Required action
Working from the records below, repeat exactly the lines starting at the line that contains "let api_url = Url::parse(raw_url.trim()).map_err(|e|" and ending at the line that contains "let storage_path = match", inclusive.

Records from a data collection
__________
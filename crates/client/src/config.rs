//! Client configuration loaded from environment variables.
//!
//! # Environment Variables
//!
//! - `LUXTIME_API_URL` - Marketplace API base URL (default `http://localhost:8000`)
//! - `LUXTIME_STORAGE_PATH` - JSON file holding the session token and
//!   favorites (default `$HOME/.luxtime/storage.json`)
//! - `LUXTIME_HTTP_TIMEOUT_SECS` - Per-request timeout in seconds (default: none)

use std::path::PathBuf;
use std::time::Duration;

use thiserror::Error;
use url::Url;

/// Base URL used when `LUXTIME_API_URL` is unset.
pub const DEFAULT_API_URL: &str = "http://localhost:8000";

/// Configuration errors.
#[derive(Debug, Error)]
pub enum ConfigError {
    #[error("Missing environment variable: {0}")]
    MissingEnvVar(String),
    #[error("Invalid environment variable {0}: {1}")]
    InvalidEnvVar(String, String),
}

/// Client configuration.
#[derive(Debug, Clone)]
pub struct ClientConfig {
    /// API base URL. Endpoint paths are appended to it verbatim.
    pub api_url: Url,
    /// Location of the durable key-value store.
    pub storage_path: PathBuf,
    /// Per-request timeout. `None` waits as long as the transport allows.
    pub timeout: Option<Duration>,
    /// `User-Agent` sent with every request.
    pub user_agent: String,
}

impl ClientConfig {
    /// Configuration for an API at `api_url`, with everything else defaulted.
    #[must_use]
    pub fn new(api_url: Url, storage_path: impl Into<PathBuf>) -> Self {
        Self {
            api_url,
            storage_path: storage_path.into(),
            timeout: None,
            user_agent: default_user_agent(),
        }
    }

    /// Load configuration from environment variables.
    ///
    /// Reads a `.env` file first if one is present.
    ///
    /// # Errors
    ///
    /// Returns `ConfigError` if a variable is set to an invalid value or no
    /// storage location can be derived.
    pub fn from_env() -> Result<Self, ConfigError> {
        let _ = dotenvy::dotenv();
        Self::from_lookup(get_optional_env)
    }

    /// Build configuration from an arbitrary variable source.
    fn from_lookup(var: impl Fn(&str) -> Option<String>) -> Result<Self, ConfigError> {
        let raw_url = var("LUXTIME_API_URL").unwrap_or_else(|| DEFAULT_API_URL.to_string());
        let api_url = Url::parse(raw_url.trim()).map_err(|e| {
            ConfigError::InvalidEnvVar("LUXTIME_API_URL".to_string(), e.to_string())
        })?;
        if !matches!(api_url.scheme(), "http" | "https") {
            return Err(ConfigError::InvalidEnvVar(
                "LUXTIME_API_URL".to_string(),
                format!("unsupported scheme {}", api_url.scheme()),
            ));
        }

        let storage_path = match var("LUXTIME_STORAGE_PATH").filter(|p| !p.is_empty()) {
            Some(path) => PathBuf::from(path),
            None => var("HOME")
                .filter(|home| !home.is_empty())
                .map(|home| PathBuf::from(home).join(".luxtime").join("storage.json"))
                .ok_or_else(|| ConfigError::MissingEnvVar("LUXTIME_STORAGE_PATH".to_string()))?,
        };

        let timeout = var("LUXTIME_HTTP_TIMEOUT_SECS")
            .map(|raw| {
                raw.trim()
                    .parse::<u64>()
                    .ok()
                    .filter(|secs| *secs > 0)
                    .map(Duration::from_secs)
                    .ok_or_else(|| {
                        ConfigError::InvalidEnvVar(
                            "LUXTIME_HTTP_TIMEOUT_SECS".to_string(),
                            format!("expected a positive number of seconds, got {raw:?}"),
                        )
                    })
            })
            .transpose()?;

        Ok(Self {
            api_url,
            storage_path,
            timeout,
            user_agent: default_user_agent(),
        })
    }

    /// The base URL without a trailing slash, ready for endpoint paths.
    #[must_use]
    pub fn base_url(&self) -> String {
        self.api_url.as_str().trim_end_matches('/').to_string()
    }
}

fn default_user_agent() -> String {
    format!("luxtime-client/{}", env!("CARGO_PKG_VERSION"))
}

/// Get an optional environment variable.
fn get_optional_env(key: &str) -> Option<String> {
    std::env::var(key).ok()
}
__________
Solution to this problem
        let api_url = Url::parse(raw_url.trim()).map_err(|e| {
            ConfigError::InvalidEnvVar("LUXTIME_API_URL".to_string(), e.to_string())
        })?;
        if !matches!(api_url.scheme(), "http" | "https") {
            return Err(ConfigError::InvalidEnvVar(
                "LUXTIME_API_URL".to_string(),
                format!("unsupported scheme {}", api_url.scheme()),
            ));
        }

        let storage_path = match var("LUXTIME_STORAGE_PATH").filter(|p| !p.is_empty()) {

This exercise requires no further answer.